Hamilton is a city in Pembina County, North Dakota, United States. The population was 46 at the 2020 census.

==History==
Hamilton was platted in 1882, when the railroad was extended to that point. The city took its name from Hamilton, Ontario, the native land of a large share of the early settlers. A post office has been in operation at Hamilton since 1879. Hamilton is the home of the Pembina County Fair, the oldest continuously running county fair in North Dakota since 1894. Hamilton is also the home of The Bank of Hamilton, the oldest state bank in North Dakota, founded in 1886.

==Geography==
According to the United States Census Bureau, the city has a total area of 0.27 sqmi, all land.

==Demographics==

Historical population
| Census | Pop. | Note | %± |
| 1890 | 257 |  | — |
| 1900 | 224 |  | −12.8% |
| 1910 | 213 |  | −4.9% |
| 1920 | 200 |  | −6.1% |
| 1930 | 151 |  | −24.5% |
| 1940 | 255 |  | 68.9% |
| 1950 | 241 |  | −5.5% |
| 1960 | 217 |  | −10.0% |
| 1970 | 110 |  | −49.3% |
| 1980 | 109 |  | −0.9% |
| 1990 | 74 |  | −32.1% |
| 2000 | 73 |  | −1.4% |
| 2010 | 61 |  | −16.4% |
| 2020 | 46 |  | −24.6% |
| 2022 (est.) | 44 |  | −4.3% |
U.S. Decennial Census 2020 Census

===2010 census===
As of the census of 2010, there were 61 people, 29 households, and 19 families residing in the city. The population density was 225.9 PD/sqmi. There were 37 housing units at an average density of 137.0 /sqmi. The racial makeup of the city was 100.0% White.
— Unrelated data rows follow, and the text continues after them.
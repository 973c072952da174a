//! Inicialização do `tracing` para quem embute o núcleo

use crate::config::{LogFormat, LoggingConfig};
use crate::error::{CoreError, CoreResult};
use std::fs::{self, OpenOptions};
use std::path::Path;
use std::sync::Mutex;
use tracing_subscriber::fmt::writer::BoxMakeWriter;
use tracing_subscriber::{fmt, prelude::*, EnvFilter};

/// `RUST_LOG`, quando definida, tem precedência sobre o nível configurado.
pub fn env_filter(level: &str) -> CoreResult<EnvFilter> {
    if let Ok(filter) = EnvFilter::try_from_default_env() {
        return Ok(filter);
    }
    EnvFilter::try_new(level)
        .map_err(|e| CoreError::validation(format!("nível de log inválido '{level}': {e}")))
}

fn open_log_file(path: &Path) -> CoreResult<fs::File> {
    if let Some(parent) = path.parent() {
        if !parent.as_os_str().is_empty() {
            fs::create_dir_all(parent).map_err(|e| {
                CoreError::validation(format!("falha ao criar {}: {e}", parent.display()))
            })?;
        }
    }
    OpenOptions::new()
        .create(true)
        .append(true)
        .open(path)
        .map_err(|e| CoreError::validation(format!("falha ao abrir {}: {e}", path.display())))
}

/// Instala o subscriber global. Falha se já houver um instalado.
pub fn init_logging(config: &LoggingConfig) -> CoreResult<()> {
    let filter = env_filter(&config.level)?;

    let (writer, ansi) = match &config.file {
        Some(path) => (BoxMakeWriter::new(Mutex::new(open_log_file(path)?)), false),
        None => (BoxMakeWriter::new(std::io::stderr), true),
    };

    let layer = match config.format {
        LogFormat::Pretty => fmt::layer()
            .with_target(true)
            .with_ansi(ansi)
            .with_writer(writer)
            .boxed(),
        LogFormat::Json => fmt::layer()
            .json()
            .with_current_span(false)
            .with_writer(writer)
            .boxed(),
    };

    tracing_subscriber::registry()
        .with(layer)
        .with(filter)
        .try_init()
        .map_err(|e| CoreError::validation(format!("subscriber de log já instalado: {e}")))
}

#[cfg(test)]
mod tests {
    use super::*;

    #[test]
    fn test_open_log_file_creates_parent() {
        let dir = tempfile::tempdir().unwrap();
        let path = dir.path().join("logs").join("nauta.log");
        open_log_file(&path).unwrap();
        assert!(path.exists());
    }

    #[test]
    fn test_filter_accepts_directives() {
        assert!(env_filter("debug").is_ok());
        assert!(env_filter("nauta_core=trace,info").is_ok());
    }
}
There were 29 households, of which 20.7% had children under the age of 18 living with them, 55.2% were married couples living together, 6.9% had a female householder with no husband present, 3.4% had a male householder with no wife present, and 34.5% were non-families. 34.5% of all households were made up of individuals, and 10.3% had someone living alone who was 65 years of age or older. The average household size was 2.10 and the average family size was 2.37.

The median age in the city was 52.3 years. 14.8% of residents were under the age of 18; 8.1% were between the ages of 18 and 24; 16.3% were from 25 to 44; 29.5% were from 45 to 64; and 31.1% were 65 years of age or older. The gender makeup of the city was 47.5% male and 52.5% female.

===2000 census===
As of the census of 2000, there were 72 people, 34 households, and 21 families residing in the city. The population density was 224.4 PD/sqmi. There were 40 housing units at an average density of 122.9 /sqmi. The racial makeup of the city was 100.00% White.
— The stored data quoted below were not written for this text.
use crate::config::ConnectionParams;
use crate::error::{CoreError, CoreResult, ErrorKind};
use chrono::{DateTime, Utc};
use serde::{Deserialize, Serialize};
use std::collections::BTreeMap;
use std::str::FromStr;

/// Tipo de backend: engine de containers ou cluster Kubernetes
#[derive(Debug, Clone, Copy, PartialEq, Eq, Hash, Serialize, Deserialize)]
#[serde(rename_all = "snake_case")]
pub enum BackendKind {
    Engine,
    Cluster,
}

impl std::fmt::Display for BackendKind {
    fn fmt(&self, f: &mut std::fmt::Formatter<'_>) -> std::fmt::Result {
        match self {
            BackendKind::Engine => write!(f, "engine"),
            BackendKind::Cluster => write!(f, "cluster"),
        }
    }
}

#[derive(Debug, Clone, Copy, PartialEq, Eq, Hash, PartialOrd, Ord, Serialize, Deserialize)]
#[serde(rename_all = "snake_case")]
pub enum ResourceKind {
    Container,
    Image,
    Network,
    Volume,
    Pod,
    Deployment,
    Service,
    Namespace,
}

impl ResourceKind {
    pub const ALL: [ResourceKind; 8] = [
        ResourceKind::Container,
        ResourceKind::Image,
        ResourceKind::Network,
        ResourceKind::Volume,
        ResourceKind::Pod,
        ResourceKind::Deployment,
        ResourceKind::Service,
        ResourceKind::Namespace,
    ];

    pub fn as_str(&self) -> &'static str {
        match self {
            ResourceKind::Container => "container",
            ResourceKind::Image => "image",
            ResourceKind::Network => "network",
            ResourceKind::Volume => "volume",
            ResourceKind::Pod => "pod",
            ResourceKind::Deployment => "deployment",
            ResourceKind::Service => "service",
            ResourceKind::Namespace => "namespace",
        }
    }

    /// Tipo de backend que hospeda este tipo de recurso.
    pub fn backend_kind(&self) -> BackendKind {
        match self {
            ResourceKind::Container
            | ResourceKind::Image
            | ResourceKind::Network
            | ResourceKind::Volume => BackendKind::Engine,
            ResourceKind::Pod
            | ResourceKind::Deployment
            | ResourceKind::Service
            | ResourceKind::Namespace => BackendKind::Cluster,
        }
    }

    /// Recursos com escopo de namespace no cluster
    pub fn is_namespaced(&self) -> bool {
        matches!(
            self,
            ResourceKind::Pod | ResourceKind::Deployment | ResourceKind::Service
        )
    }
}

impl std::fmt::Display for ResourceKind {
    fn fmt(&self, f: &mut std::fmt::Formatter<'_>) -> std::fmt::Result {
        f.write_str(self.as_str())
    }
}

impl FromStr for ResourceKind {
    type Err = CoreError;

    fn from_str(s: &str) -> Result<Self, Self::Err> {
        let lowered = s.trim().to_lowercase();
        let singular = lowered.strip_suffix('s').unwrap_or(&lowered);
        ResourceKind::ALL
            .iter()
            .find(|k| k.as_str() == lowered || k.as_str() == singular)
            .copied()
            .ok_or_else(|| CoreError::validation(format!("tipo de recurso desconhecido: '{s}'")))
    }
}

/// Status canônico. Cada tipo de recurso usa um subconjunto.
#[derive(Debug, Clone, Copy, PartialEq, Eq, Hash, Serialize, Deserialize)]
#[serde(rename_all = "snake_case")]
pub enum ResourceStatus {
    Created,
    Running,
    Paused,
    Restarting,
    Stopped,
    Removing,
    Removed,
    Dead,
    Pending,
    Succeeded,
    Failed,
    Progressing,
    Available,
    Active,
    Terminating,
    Unknown,
}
There were 34 households, out of which 21% had children under the age of 18 living with them, 50% were married couples living together, 6% had a female householder with no husband present, and 38% were non-families. 38% of all households were made up of individuals, and 21% had someone living alone who was 65 years of age or older. The average household size was 2.15 and the average family size was 2.81.

In the city, the population was spread out, with 22% under the age of 18, 4% from 18 to 24, 21% from 25 to 44, 22% from 45 to 64, and 32% who were 65 years of age or older. The median age was 48 years. For every 100 females, there were 82.5 males. For every 100 females age 18 and over, there were 90.0 males.

The median income for a household in the city was $35,625, and the median income for a family was $41,250. Males had a median income of $46,875 versus $28,125 for females. The per capita income for the city was $28,501. None of the population and none of the families were below the poverty line.